Picks and Pans Review: Mrs. Soffel

UPDATED 01/28/1985 at 01:00 AM EST Originally published 01/28/1985 at 01:00 AM EST

There's a fascinating couple in Mrs. Soffel but, unfortunately, it isn't Mel Gibson and Diane Keaton. Toward the end of an illicit escapade, the lovers played by Keaton and Gibson take shelter in the isolated farmhouse of an elderly married couple. Although they're peripheral to the plot, Paula Trueman and Les Rubie convey the charged chemistry of a convincing twosome. The same cannot be said of the stars, even though this is a love story with extraordinary potential. Based on a real incident in turn-of-the-century Pittsburgh, Mrs. Soffel chronicles the perilous attraction between a prison warden's repressed wife and an infamous inmate. But even after Keaton helps her lover escape and flees with him and his brother, she and Gibson play as if there were still bars separating them. Although both are persuasive in scenes with other characters, they never connect with each other, which may explain why the film delivers so little sense of liberation even after Keaton escapes her suffocating household.

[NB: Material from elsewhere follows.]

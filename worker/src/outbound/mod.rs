//! Outbound adapters implementing domain ports against external systems.
//!
//! PostgreSQL persistence lives under [`persistence`].

pub mod persistence;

Director Gillian (My Brilliant Career) Armstrong, usually an inventive filmmaker, here sinks in a quicksand of period details and dark-as-night cinematography. Ron Nyswaner's script is humorless, and Armstrong's monotonous staging of the jailhouse scenes undercuts the incubation of passion that is the core of the movie. Despite its possibilities, Mrs. Soffel mainly induces indifference. (PG-13)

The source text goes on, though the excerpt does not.